24 mai 2014

LES (28) PLUMES D'ASPHODÈLE

Plumes croisées

Il évoquait Victor Hugo :

               La possibilité des rencontres obscures,
               L’empyrée en tous sens par mille feux rayé,
               Les cercles que peut faire un satan ennuyé
               En crachant dans le puits de l’abîme, les ondes
               Du divin tourbillon qui tourmente les mondes
               Et les secoue ainsi que le vent les sapins.

Impressionnée et ravie, elle avait tout noté dans un coin de son calepin !

« Un satan ennuyé »… Elle ignorait encore qu’en effet elle avait ouvert la porte au diable. Qu’elle était entrée dans un tourbillon sans fin.
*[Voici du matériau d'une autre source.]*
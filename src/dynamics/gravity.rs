//! Pairwise gravity over a four-way entity partition.
//!
//! Entities are classified by their (applies-gravity, reacts-to-gravity)
//! flags into four disjoint sets so the per-frame pass only walks the four
//! cross products that can actually exchange force, instead of all pairs.

use std::collections::HashSet;

use glam::Vec2;

#[cfg(feature = "parallel")]
use rayon::prelude::*;

use crate::{
    core::entity::{Entity, Layer},
    utils::{
        allocator::{Arena, EntityId},
        math,
    },
};

/// Read-only kinematic snapshot used by the pair evaluation.
#[derive(Debug, Clone, Copy)]
struct Sample {
    id: EntityId,
    position: Vec2,
    mass: f32,
    radius: f32,
}

/// Four-way disjoint partition of entities by gravity flags.
///
/// An id belongs to exactly one set at all times; membership changes exactly
/// on add/remove and on flag-change notification.
#[derive(Debug, Default)]
pub struct GravityPartition {
    applies_only: HashSet<EntityId>,
    reacts_only: HashSet<EntityId>,
    both: HashSet<EntityId>,
    neither: HashSet<EntityId>,
}

impl GravityPartition {
    pub fn new() -> Self {
        Self::default()
    }

    pub fn insert(&mut self, id: EntityId, applies: bool, reacts: bool) {
        debug_assert!(!self.tracks(id), "id inserted into the partition twice");
        self.set_for(applies, reacts).insert(id);
    }

    pub fn remove(&mut self, id: EntityId) {
        self.applies_only.remove(&id);
        self.reacts_only.remove(&id);
        self.both.remove(&id);
        self.neither.remove(&id);
    }

    /// Moves an id to the set matching its current flags.
    pub fn reclassify(&mut self, id: EntityId, applies: bool, reacts: bool) {
        self.remove(id);
        self.set_for(applies, reacts).insert(id);
    }

    pub fn tracks(&self, id: EntityId) -> bool {
        self.applies_only.contains(&id)
            || self.reacts_only.contains(&id)
            || self.both.contains(&id)
            || self.neither.contains(&id)
    }

    /// Set sizes as (applies-only, reacts-only, both, neither).
    pub fn counts(&self) -> (usize, usize, usize, usize) {
        (
            self.applies_only.len(),
            self.reacts_only.len(),
            self.both.len(),
            self.neither.len(),
        )
    }

    pub fn len(&self) -> usize {
        self.applies_only.len() + self.reacts_only.len() + self.both.len() + self.neither.len()
    }

    pub fn is_empty(&self) -> bool {
        self.len() == 0
    }

    /// Runs the four ordered cross products (applies×reacts, applies×both,
    /// both×both, both×reacts) and accumulates attraction into each sink's
    /// force accumulator. Self-pairs are skipped, as are pairs close enough
    /// that the inverse-square law would blow up at near-contact.
    pub fn accumulate(&self, arena: &mut Arena<Entity>, g: f32, layer: Layer, parallel: bool) {
        if g == 0.0 {
            return;
        }

        let applies = Self::samples(arena, &self.applies_only);
        let reacts = Self::samples(arena, &self.reacts_only);
        let both = Self::samples(arena, &self.both);

        let mut deltas = Vec::new();
        for (sources, sinks) in [
            (&applies, &reacts),
            (&applies, &both),
            (&both, &both),
            (&both, &reacts),
        ] {
            Self::cross_product(sources, sinks, g, layer, parallel, &mut deltas);
        }

        for (id, force) in deltas {
            if let Some(entity) = arena.get_mut(id) {
                entity.force += force;
            }
        }
    }

    fn set_for(&mut self, applies: bool, reacts: bool) -> &mut HashSet<EntityId> {
        match (applies, reacts) {
            (true, false) => &mut self.applies_only,
            (false, true) => &mut self.reacts_only,
            (true, true) => &mut self.both,
            (false, false) => &mut self.neither,
        }
    }

    fn samples(arena: &Arena<Entity>, set: &HashSet<EntityId>) -> Vec<Sample> {
        let mut samples: Vec<Sample> = set
            .iter()
            .filter_map(|&id| {
                arena.get(id).map(|e| Sample {
                    id,
                    position: e.position,
                    mass: e.mass,
                    radius: e.radius,
                })
            })
            .collect();
        // HashSet order varies run to run; sorting keeps the float
        // accumulation order stable
        samples.sort_unstable_by_key(|s| s.id);
        samples
    }

    fn cross_product(
        sources: &[Sample],
        sinks: &[Sample],
        g: f32,
        layer: Layer,
        parallel: bool,
        deltas: &mut Vec<(EntityId, Vec2)>,
    ) {
        if sources.is_empty() || sinks.is_empty() {
            return;
        }

        #[cfg(feature = "parallel")]
        if parallel {
            deltas.par_extend(sinks.par_iter().map(|sink| {
                let mut total = Vec2::ZERO;
                for source in sources {
                    if source.id != sink.id {
                        total += Self::pair_force(source, sink, g, layer);
                    }
                }
                (sink.id, total)
            }));
            return;
        }
        let _ = parallel;

        deltas.extend(sinks.iter().map(|sink| {
            let mut total = Vec2::ZERO;
            for source in sources {
                if source.id != sink.id {
                    total += Self::pair_force(source, sink, g, layer);
                }
            }
            (sink.id, total)
        }));
    }

    /// Attraction exerted on `sink` by `source`.
    fn pair_force(source: &Sample, sink: &Sample, g: f32, layer: Layer) -> Vec2 {
        let delta = if layer.wrapped {
            math::wrapped_delta(source.position, sink.position, layer.side)
        } else {
            source.position - sink.position
        };
        let dist_sq = delta.length_squared();
        if dist_sq <= 0.0 {
            return Vec2::ZERO;
        }
        let dist = dist_sq.sqrt();
        // near-contact guard: inside this range the collision response owns
        // the interaction
        if dist * std::f32::consts::FRAC_1_SQRT_2 < source.radius + sink.radius {
            return Vec2::ZERO;
        }
        delta * (g * source.mass * sink.mass / (dist_sq * dist))
    }
}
Que, tel un sapin aux rafales des tempêtes, elle serait secouée jusqu’à ses plus profondes racines.

Elle avait cru à sa bonne étoile quand il s’était installé chez elle, en elle, sans crier gare, sans que vraiment elle s’en aperçoive. Il était devenu son compagnon, son mari en quelque sorte. Il s’était emparé de ses livres pour les disséquer, de ses pensées pour les scruter, et en utiliser des extraits qui serviraient ses desseins. Écoutez, disait-il ! C’est de Simone de Beauvoir !

               Il m’assurait aussi qu’il fallait accepter ce que la vie a de quotidien et me citait Verlaine :
               « La vie humble, aux travaux ennuyeux et faciles »

« Ce que la vie a de quotidien »… Il avait l’enfer dans le cœur, cet homme mystérieux ! Elle était retombée de son nuage. Son quotidien n’était devenu qu’humiliation. Il rétorquait avec François Mauriac. 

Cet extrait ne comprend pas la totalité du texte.